Below are the entries; tally the lines holding the string "vulkan" and give only that figure.

** EXTRACTED INFORMATION follows **

//! Error types for the cms-core crate.
//!
//! This module provides the [`ConfigError`] type for engine configuration
//! loading and validation failures.

use camino::Utf8PathBuf;

/// Errors that can occur during configuration loading and validation.
///
/// # Examples
///
/// ```
/// use cms_core::ConfigError;
/// use camino::Utf8PathBuf;
///
/// let error = ConfigError::MissingDirectory(Utf8PathBuf::from("/some/build"));
/// assert!(error.to_string().contains("/some/build"));
/// ```
#[derive(Debug, thiserror::Error)]
pub enum ConfigError {
    /// The provided path is invalid or malformed.
    #[error("invalid path '{path}': {reason}")]
    InvalidPath {
        /// The invalid path.
        path: Utf8PathBuf,
        /// Explanation of why the path is invalid.
        reason: String,
    },

    /// A required directory does not exist.
    #[error("missing required directory: {0}")]
    MissingDirectory(Utf8PathBuf),

    /// A configuration option has an invalid value.
    #[error("invalid configuration option '{option}': {reason}")]
    InvalidOption {
        /// The name of the invalid option.
        option: String,
        /// Explanation of why the option is invalid.
        reason: String,
    },

    /// An I/O error occurred while reading configuration.
    #[error("failed to read configuration: {0}")]
    Io(#[from] std::io::Error),

    /// Failed to parse the configuration file.
    #[error("failed to parse configuration: {0}")]
    Parse(#[from] serde_json::Error),
}

impl ConfigError {
    /// Creates a new [`ConfigError::InvalidOption`] error.
    #[inline]
    pub fn invalid_option(option: impl Into<String>, reason: impl Into<String>) -> Self {
        Self::InvalidOption {
            option: option.into(),
            reason: reason.into(),
        }
    }

    /// Returns the path associated with this error, if any.
    #[must_use]
    pub fn path(&self) -> Option<&Utf8PathBuf> {
        match self {
            Self::InvalidPath { path, .. } | Self::MissingDirectory(path) => Some(path),
            Self::InvalidOption { .. } | Self::Io(_) | Self::Parse(_) => None,
        }
    }
}

#[cfg(test)]
mod tests {
    use super::*;

    #[test]
    fn test_invalid_path_display() {
        let error = ConfigError::InvalidPath {
            path: Utf8PathBuf::from("/invalid/build"),
            reason: "not absolute".to_owned(),
        };
        let msg = error.to_string();
        assert!(msg.contains("/invalid/build"));
        assert!(msg.contains("not absolute"));
        assert!(error.path().is_some());
    }

    #[test]
    fn test_invalid_option_display() {
        let error = ConfigError::invalid_option("throttle_ms", "must be positive");
        let msg = error.to_string();
        assert!(msg.contains("throttle_ms"));
        assert!(msg.contains("must be positive"));
        assert!(error.path().is_none());
    }
}
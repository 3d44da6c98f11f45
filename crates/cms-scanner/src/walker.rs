//! Depth-first directory traversal.
//!
//! [`FileWalker`] drives the `ignore` crate's walker with its standard
//! filters off; the project's own exclusion rules decide what is entered.
//! Symbolic links are followed, but every symlinked directory on the way
//! down costs one hop, and a branch is cut once the hop budget is spent.

use std::path::PathBuf;
use std::sync::Arc;

use camino::{Utf8Path, Utf8PathBuf};
use ignore::WalkBuilder;
use parking_lot::Mutex;
use rustc_hash::FxHashMap;
use tokio_util::sync::CancellationToken;

use crate::error::ScanError;
use crate::filter::ExcludeRules;

/// Default symlink hop budget.
pub const DEFAULT_MAX_SYMLINK_HOPS: u32 = 5;

/// One item produced by the walk.
#[derive(Debug)]
pub enum WalkEntry {
    /// A directory that will be entered (including the root).
    Dir(Utf8PathBuf),
    /// A file; name-based file exclusion is left to the caller.
    File(Utf8PathBuf),
    /// An entry that could not be visited.
    Error(ScanError),
}

/// A walker over one project directory.
///
/// # Examples
///
/// ```
/// use cms_scanner::{FileWalker, WalkEntry};
/// use camino::Utf8Path;
/// use tokio_util::sync::CancellationToken;
///
/// let dir = tempfile::TempDir::new().unwrap();
/// let root = Utf8Path::from_path(dir.path()).unwrap();
/// std::fs::create_dir(root.join(".git")).unwrap();
/// std::fs::write(root.join(".git/HEAD"), "ref").unwrap();
/// std::fs::write(root.join("main.cpp"), "int main() {}").unwrap();
///
/// let mut files = Vec::new();
/// FileWalker::new(root)?.walk(&CancellationToken::new(), |entry| {
///     if let WalkEntry::File(path) = entry {
///         files.push(path);
///     }
/// })?;
/// assert_eq!(files, [root.join("main.cpp")]);
/// # Ok::<(), cms_scanner::ScanError>(())
/// ```
#[derive(Debug, Clone)]
pub struct FileWalker {
    root: Utf8PathBuf,
    rules: ExcludeRules,
    max_symlink_hops: u32,
}

impl FileWalker {
    /// Creates a walker for `root`.
    ///
    /// # Errors
    ///
    /// Returns [`ScanError::Config`] if the root doesn't exist or isn't a
    /// directory.
    pub fn new(root: &Utf8Path) -> Result<Self, ScanError> {
        if !root.exists() {
            return Err(ScanError::config(format!(
                "root path does not exist: {root}"
            )));
        }
        if !root.is_dir() {
            return Err(ScanError::config(format!(
                "root path is not a directory: {root}"
            )));
        }

        Ok(Self {
            root: root.to_owned(),
            rules: ExcludeRules::new(&root.join("CMakeLists.txt")),
            max_symlink_hops: DEFAULT_MAX_SYMLINK_HOPS,
        })
    }

    /// Replaces the exclusion rules.
    #[must_use]
    pub fn with_rules(mut self, rules: ExcludeRules) -> Self {
        self.rules = rules;
        self
    }

    /// Sets the symlink hop budget.
    #[must_use]
    pub const fn with_max_symlink_hops(mut self, hops: u32) -> Self {
        self.max_symlink_hops = hops;
        self
    }

    /// Returns the root directory being walked.
    #[inline]
    #[must_use]
    pub fn root(&self) -> &Utf8Path {
        &self.root
    }

    /// Returns the exclusion rules.
    #[inline]
    #[must_use]
    pub const fn rules(&self) -> &ExcludeRules {
        &self.rules
    }

    /// Walks the tree depth-first, in file-name order, calling `visit` for
    /// every directory entered and every file found.
    ///
    /// # Errors
    ///
    /// Returns [`ScanError::Cancelled`] as soon as `token` is cancelled.
    /// Per-entry problems are passed to `visit` as [`WalkEntry::Error`].
    pub fn walk(
        &self,
        token: &CancellationToken,
        mut visit: impl FnMut(WalkEntry),
    ) -> Result<(), ScanError> {
        for result in self.build_walker() {
            if token.is_cancelled() {
                return Err(ScanError::Cancelled);
            }

            let entry = match result {
                Ok(entry) => entry,
                Err(err) => {
                    tracing::debug!(error = %err, "Skipping unreadable entry");
                    visit(WalkEntry::Error(ScanError::Walk(err)));
                    continue;
                }
            };

            let Some(path) = Utf8Path::from_path(entry.path()) else {
                visit(WalkEntry::Error(ScanError::NonUtf8Path(
                    entry.path().to_owned(),
                )));
                continue;
            };

            match entry.file_type() {
                Some(ft) if ft.is_dir() => visit(WalkEntry::Dir(path.to_owned())),
                Some(ft) if ft.is_file() => visit(WalkEntry::File(path.to_owned())),
                _ => {}
            }
        }
        Ok(())
    }

    fn build_walker(&self) -> ignore::Walk {
        let rules = self.rules.clone();
        let max_hops = self.max_symlink_hops;
        let hops: Arc<Mutex<FxHashMap<PathBuf, u32>>> = Arc::default();

        WalkBuilder::new(&self.root)
            // The engine's own rules replace .gitignore and hidden-file handling
            .standard_filters(false)
            .follow_links(true)
            .threads(1)
            .sort_by_file_name(|a, b| a.cmp(b))
            .filter_entry(move |entry| {
                if !entry.file_type().is_some_and(|ft| ft.is_dir()) {
                    return true;
                }
                if entry.depth() == 0 {
                    hops.lock().insert(entry.path().to_owned(), 0);
                    return true;
                }
                if rules.is_excluded_dir_name(&entry.file_name().to_string_lossy()) {
                    return false;
                }

                let mut hops = hops.lock();
                let parent = entry
                    .path()
                    .parent()
                    .and_then(|p| hops.get(p).copied())
                    .unwrap_or(0);
                let own = parent + u32::from(entry.path_is_symlink());
                if own > max_hops {
                    tracing::debug!(
                        path = %entry.path().display(),
                        hops = own,
                        "Symlink hop budget exhausted"
                    );
                    return false;
                }
                hops.insert(entry.path().to_owned(), own);
                true
            })
            .build()
    }
}
/// Prints the cache, or the argument delta a set of edits produces.
///
/// # Errors
///
/// Returns an error if `CMakeCache.txt` can't be read.
fn run_cache(
    settings: &Settings,
    all: bool,
    define: &[String],
    unset: &[String],
    json: bool,
) -> color_eyre::Result<()> {
    let cache_file = settings.params.cache_file();
    let entries = entries_from_cache_file(&cache_file)?;

    if define.is_empty() && unset.is_empty() {
        let visible: Vec<&ConfigEntry> = entries
            .iter()
            .filter(|e| all || !e.entry_type.is_hidden())
            .collect();
        if json {
            return print_json(&visible);
        }
        let stdout = std::io::stdout();
        let mut handle = stdout.lock();
        for entry in visible {
            if let Some(definition) = entry.to_definition() {
                writeln!(handle, "{definition}")?;
            }
        }
        return Ok(());
    }

    let arguments: Vec<String> = define
        .iter()
        .map(|d| format!("-D{d}"))
        .chain(unset.iter().map(|u| format!("-U{u}")))
        .collect();
    let mut model = ConfigModel::new();
    model.set_from_tool(entries);
    model.set_batch_edit(entries_from_arguments(&arguments).entries);

    let delta = model.extra_arguments();
    if json {
        return print_json(&delta);
    }
    let stdout = std::io::stdout();
    let mut handle = stdout.lock();
    for argument in &delta {
        writeln!(handle, "{argument}")?;
    }
    Ok(())
}

/// Runs the engine with directory watching until interrupted.
///
/// # Errors
///
/// Returns an error if the engine can't be started.
async fn run_watch(settings: &Settings, no_watch: bool, json: bool) -> color_eyre::Result<()> {
    info!(source = %settings.params.source_dir, watch = !no_watch, "Starting engine");

    let mut config = settings.config.clone();
    config.watch.enabled = !no_watch;
    let (handle, mut events) = settings.engine(config, settings.params.clone()).spawn()?;
    handle.parse(ReparseFlags::URGENT)?;

    let log_events = async {
        while let Some(event) = events.recv().await {
            log_event(&event, json);
        }
    };

    // Handle SIGTERM for graceful shutdown on Unix
    #[cfg(unix)]
    {
        use tokio::signal::unix::{SignalKind, signal};

        let mut sigterm = signal(SignalKind::terminate())?;

        tokio::select! {
            () = log_events => {}
            _ = sigterm.recv() => {
                info!("Received SIGTERM, shutting down");
            }
            _ = tokio::signal::ctrl_c() => {
                info!("Received Ctrl-C, shutting down");
            }
        }
    }

    #[cfg(not(unix))]
    {
        tokio::select! {
            () = log_events => {}
            _ = tokio::signal::ctrl_c() => {
                info!("Received Ctrl-C, shutting down");
            }
        }
    }

    handle.shutdown().await?;
    Ok(())
}
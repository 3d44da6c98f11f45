//! Reading entries from `CMakeCache.txt` and from command-line arguments.

use camino::Utf8Path;
use rustc_hash::{FxHashMap, FxHashSet};

use crate::entry::{ConfigEntry, ConfigType, split_value};
use crate::error::EntryError;

/// File name of the tool's cache in the build directory.
pub const CACHE_FILE_NAME: &str = "CMakeCache.txt";

const ADVANCED_SUFFIX: &str = "-ADVANCED";
const STRINGS_SUFFIX: &str = "-STRINGS";

/// Entries parsed from `-D`/`-U` arguments, plus everything else.
#[derive(Debug, Clone, Default, PartialEq, Eq)]
pub struct ParsedArguments {
    /// Entries with non-empty keys, in argument order.
    pub entries: Vec<ConfigEntry>,
    /// Arguments that are not cache definitions.
    pub unknown: Vec<String>,
}

/// Parses `-D`/`-U` arguments, attached (`-DFOO=1`) or separate (`-D FOO=1`).
///
/// # Examples
///
/// ```
/// use cms_config::entries_from_arguments;
///
/// let parsed = entries_from_arguments(["-DA:BOOL=ON", "-U", "B", "-G", "Ninja"]);
/// assert_eq!(parsed.entries.len(), 2);
/// assert!(parsed.entries[1].is_unset);
/// assert_eq!(parsed.unknown, vec!["-G", "Ninja"]);
/// ```
pub fn entries_from_arguments<I, S>(args: I) -> ParsedArguments
where
    I: IntoIterator<Item = S>,
    S: AsRef<str>,
{
    #[derive(Clone, Copy, PartialEq, Eq)]
    enum Pending {
        None,
        Set,
        Unset,
    }

    let mut parsed = ParsedArguments::default();
    let mut pending = Pending::None;
    for arg in args {
        let arg = arg.as_ref();
        match std::mem::replace(&mut pending, Pending::None) {
            Pending::Set => {
                parsed.entries.extend(ConfigEntry::from_definition(arg));
                continue;
            }
            Pending::Unset => {
                parsed.entries.push(ConfigEntry::unset(arg));
                continue;
            }
            Pending::None => {}
        }
        match arg {
            "-D" => pending = Pending::Set,
            "-U" => pending = Pending::Unset,
            _ => {
                if let Some(rest) = arg.strip_prefix("-U") {
                    parsed.entries.push(ConfigEntry::unset(rest));
                } else if let Some(rest) = arg.strip_prefix("-D") {
                    parsed.entries.extend(ConfigEntry::from_definition(rest));
                } else {
                    parsed.unknown.push(arg.to_owned());
                }
            }
        }
    }
    parsed.entries.retain(|e| !e.key.is_empty());
    parsed
}

/// Reads and parses a cache file.
pub fn entries_from_cache_file(path: &Utf8Path) -> Result<Vec<ConfigEntry>, EntryError> {
    let text = std::fs::read_to_string(path).map_err(|e| EntryError::io(path, e))?;
    let entries = parse_cache(&text);
    tracing::debug!(path = %path, entries = entries.len(), "Read cache file");
    Ok(entries)
}

/// Parses cache file text into entries sorted by key.
///
/// `//` lines document the next entry, `#` lines are comments. `KEY-ADVANCED`
/// and `KEY-STRINGS` entries decorate `KEY` instead of becoming entries of
/// their own. Lines that do not split into key, type and value are skipped.
#[must_use]
pub fn parse_cache(text: &str) -> Vec<ConfigEntry> {
    let mut entries = Vec::new();
    let mut advanced: FxHashSet<&str> = FxHashSet::default();
    let mut strings: FxHashMap<&str, &str> = FxHashMap::default();
    let mut documentation = "";

    for raw in text.lines() {
        let line = raw.trim_start_matches([' ', '\t']);
        if line.is_empty() || line.starts_with('#') {
            continue;
        }
        if let Some(doc) = line.strip_prefix("//") {
            documentation = doc;
            continue;
        }
        let Some((key, type_string, value)) = split_cache_line(line) else {
            tracing::debug!(line, "Skipping unparsable cache line");
            continue;
        };
        let entry_type = ConfigType::from_type_string(type_string);

        if let Some(base) = key.strip_suffix(ADVANCED_SUFFIX).filter(|_| value == "1") {
            advanced.insert(base);
        } else if let Some(base) = key
            .strip_suffix(STRINGS_SUFFIX)
            .filter(|_| entry_type == ConfigType::Internal)
        {
            strings.insert(base, value);
        } else {
            entries.push(ConfigEntry::new(key, entry_type, value).with_documentation(documentation));
        }
    }

    for entry in &mut entries {
        entry.is_advanced = advanced.contains(entry.key.as_str());
        if let Some(values) = strings.get(entry.key.as_str()) {
            entry.allowed_values = split_value(values, false);
        } else if entry.key == "CMAKE_BUILD_TYPE" {
            entry.allowed_values = ["", "Debug", "Release", "MinSizeRel", "RelWithDebInfo"]
                .map(str::to_owned)
                .to_vec();
        }
    }

    entries.sort_by(|a, b| a.key.cmp(&b.key));
    entries
}

fn split_cache_line(line: &str) -> Option<(&str, &str, &str)> {
    let (key, rest) = line.split_once(':')?;
    let (type_string, value) = rest.split_once('=')?;
    Some((key, type_string, value))
}

/// Returns the value of `key`, or `None` if absent.
#[must_use]
pub fn value_of<'a>(entries: &'a [ConfigEntry], key: &str) -> Option<&'a str> {
    entries
        .iter()
        .find(|e| e.key == key)
        .map(|e| e.value.as_str())
}

#[cfg(test)]
mod tests {
    use super::*;

    const CACHE: &str = "\
# This is the CMakeCache file.
########################
// Build type
CMAKE_BUILD_TYPE:STRING=Debug

//Enable tests
BUILD_TESTING:BOOL=ON
BUILD_TESTING-ADVANCED:INTERNAL=1
//Backend
BACKEND:STRING=gl
BACKEND-STRINGS:INTERNAL=gl;vulkan;metal
CMAKE_HOME_DIRECTORY:INTERNAL=/src
broken line without separators
";

    #[test]
    fn test_parse_cache() {
        let entries = parse_cache(CACHE);
        let keys: Vec<_> = entries.iter().map(|e| e.key.as_str()).collect();
        assert_eq!(
            keys,
            ["BACKEND", "BUILD_TESTING", "CMAKE_BUILD_TYPE", "CMAKE_HOME_DIRECTORY"]
        );

        let backend = &entries[0];
        assert_eq!(backend.allowed_values, ["gl", "vulkan", "metal"]);
        assert_eq!(backend.documentation, "Backend");
        assert!(!backend.is_advanced);

        let testing = &entries[1];
        assert!(testing.is_advanced);
        assert_eq!(testing.entry_type, ConfigType::Bool);
        assert_eq!(testing.documentation, "Enable tests");

        let build_type = &entries[2];
        assert_eq!(build_type.documentation, " Build type");
        assert_eq!(build_type.allowed_values.len(), 5);
        assert_eq!(entries[3].entry_type, ConfigType::Internal);
    }

    #[test]
    fn test_value_of() {
        let entries = parse_cache(CACHE);
        assert_eq!(value_of(&entries, "BACKEND"), Some("gl"));
        assert_eq!(value_of(&entries, "MISSING"), None);
    }

    #[test]
    fn test_missing_cache_file() {
        let dir = tempfile::TempDir::new().unwrap();
        let path = Utf8Path::from_path(dir.path()).unwrap().join(CACHE_FILE_NAME);
        let err = entries_from_cache_file(&path).unwrap_err();
        assert_eq!(err.path(), Some(&path));
    }

    #[test]
    fn test_cache_file_roundtrip_from_disk() {
        let dir = tempfile::TempDir::new().unwrap();
        let path = Utf8Path::from_path(dir.path()).unwrap().join(CACHE_FILE_NAME);
        std::fs::write(&path, CACHE).unwrap();
        assert_eq!(entries_from_cache_file(&path).unwrap().len(), 4);
    }

    #[test]
    fn test_arguments_separate_and_attached() {
        let parsed = entries_from_arguments([
            "-D",
            "CMAKE_BUILD_TYPE:STRING=Release",
            "-DFOO=1",
            "-UBAR",
            "-D",
            "",
            "--fresh",
        ]);
        let keys: Vec<_> = parsed.entries.iter().map(|e| e.key.as_str()).collect();
        assert_eq!(keys, ["CMAKE_BUILD_TYPE", "FOO", "BAR"]);
        assert!(parsed.entries[2].is_unset);
        assert_eq!(parsed.unknown, ["--fresh"]);
    }
}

** End of EXTRACTED INFORMATION **

**RESPONSE TO THE EXERCISE**
2